## EXERCISE PROMPT
What are the lines, copied exactly, from the one containing "for &(dist, cid)" through the last line of the records below, both included?

(Dataset excerpts)

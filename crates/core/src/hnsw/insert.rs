//! HNSW insertion: bidirectional connections with heuristic neighbor pruning
//! (Algorithm 4 from the HNSW paper).

use crate::hnsw::distance::l2_sq;
use crate::hnsw::graph::HnswGraph;
use crate::hnsw::search::{search_layer, VisitedSet};

impl HnswGraph {
    /// Insert a vector as a new node and return its id.
    ///
    /// Node ids are assigned densely in insertion order. `vector.len()` must
    /// equal the graph dimension.
    pub fn insert(&mut self, vector: &[f32]) -> u32 {
        debug_assert_eq!(vector.len(), self.dimension);
        let id = self.node_count;
        let level = self.random_level();

        // First node: no search needed
        let Some(entry_point) = self.entry_point else {
            self.push_node(vector, level);
            self.entry_point = Some(id);
            self.max_level = level;
            return id;
        };

        let mut visited = VisitedSet::new(self.node_count as usize);
        let mut current = entry_point;

        // Phase 1: greedy descent from the top layer to level + 1
        for layer in (level + 1..=self.max_level).rev() {
            let found = search_layer(
                self,
                vector,
                std::slice::from_ref(&current),
                1,
                layer,
                &mut visited,
            );
            if let Some(&(_, nearest)) = found.first() {
                current = nearest;
            }
        }

        // Phase 2: collect neighbors per layer from level down to 0
        let top = level.min(self.max_level);
        let mut node_neighbors: Vec<Vec<u32>> = vec![Vec::new(); level + 1];
        let mut layer_eps: Vec<u32> = vec![current];
        for layer in (0..=top).rev() {
            let candidates = search_layer(
                self,
                vector,
                &layer_eps,
                self.config.ef_construction,
                layer,
                &mut visited,
            );
            let m_max = self.m_max(layer);
            node_neighbors[layer] = select_diverse(self, &candidates, m_max)
                .into_iter()
                .map(|(_, cid)| cid)
                .collect();

            layer_eps.clear();
            layer_eps.extend(candidates.iter().map(|&(_, cid)| cid));
            if layer_eps.is_empty() {
                layer_eps.push(entry_point);
            }
        }

        self.push_node(vector, level);
        self.neighbors[id as usize] = node_neighbors;

        // Phase 3: backlinks, pruning over-capacity neighbor lists
        for layer in 0..=top {
            let m_max = self.m_max(layer);
            let links: Vec<u32> = self.neighbors[id as usize][layer].clone();
            for neighbor in links {
                let nid = neighbor as usize;
                while self.neighbors[nid].len() <= layer {
                    self.neighbors[nid].push(Vec::new());
                }
                self.neighbors[nid][layer].push(id);

                if self.neighbors[nid][layer].len() > m_max {
                    let candidates: Vec<(f32, u32)> = self.neighbors[nid][layer]
                        .iter()
                        .map(|&cid| (l2_sq(self.vector(neighbor), self.vector(cid)), cid))
                        .collect();
                    self.neighbors[nid][layer] = select_diverse(self, &candidates, m_max)
                        .into_iter()
                        .map(|(_, cid)| cid)
                        .collect();
                }
            }
        }

        if level > self.max_level {
            self.max_level = level;
            self.entry_point = Some(id);
        }
        id
    }

    fn m_max(&self, layer: usize) -> usize {
        if layer == 0 {
            self.config.m_max0
        } else {
            self.config.m
        }
    }

    fn push_node(&mut self, vector: &[f32], level: usize) {
        self.vectors.extend_from_slice(vector);
        self.neighbors.push(vec![Vec::new(); level + 1]);
        self.levels.push(level as u8);
        self.deleted.push(false);
        self.node_count += 1;
    }
}

/// Heuristic neighbor selection: a candidate is kept only if it is closer to
/// the base node than to any already-kept neighbor, which favors diverse
/// directions over redundant near-duplicates. Remaining slots are filled with
/// the closest unused candidates.
fn select_diverse(graph: &HnswGraph, candidates: &[(f32, u32)], m: usize) -> Vec<(f32, u32)> {
    let mut sorted = candidates.to_vec();
    sorted.sort_unstable_by(|a, b| a.0.partial_cmp(&b.0).unwrap_or(std::cmp::Ordering::Equal));

    let mut selected: Vec<(f32, u32)> = Vec::with_capacity(m);
    for &(dist_to_base, cid) in &sorted {
        if selected.len() >= m {
            break;
        }
        let diverse = selected.iter().all(|&(_, sid)| {
            dist_to_base <= l2_sq(graph.vector(cid), graph.vector(sid))
        });
        if diverse {
            selected.push((dist_to_base, cid));
        }
    }

    if selected.len() < m {
        for &(dist, cid) in &sorted {
            if selected.len() >= m {
                break;
            }
            if !selected.iter().any(|&(_, sid)| sid == cid) {
                selected.push((dist, cid));
            }
        }
    }

    selected
}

## RESPONSE BOX
        for &(dist, cid) in &sorted {
            if selected.len() >= m {
                break;
            }
            if !selected.iter().any(|&(_, sid)| sid == cid) {
                selected.push((dist, cid));
            }
        }
    }

    selected
}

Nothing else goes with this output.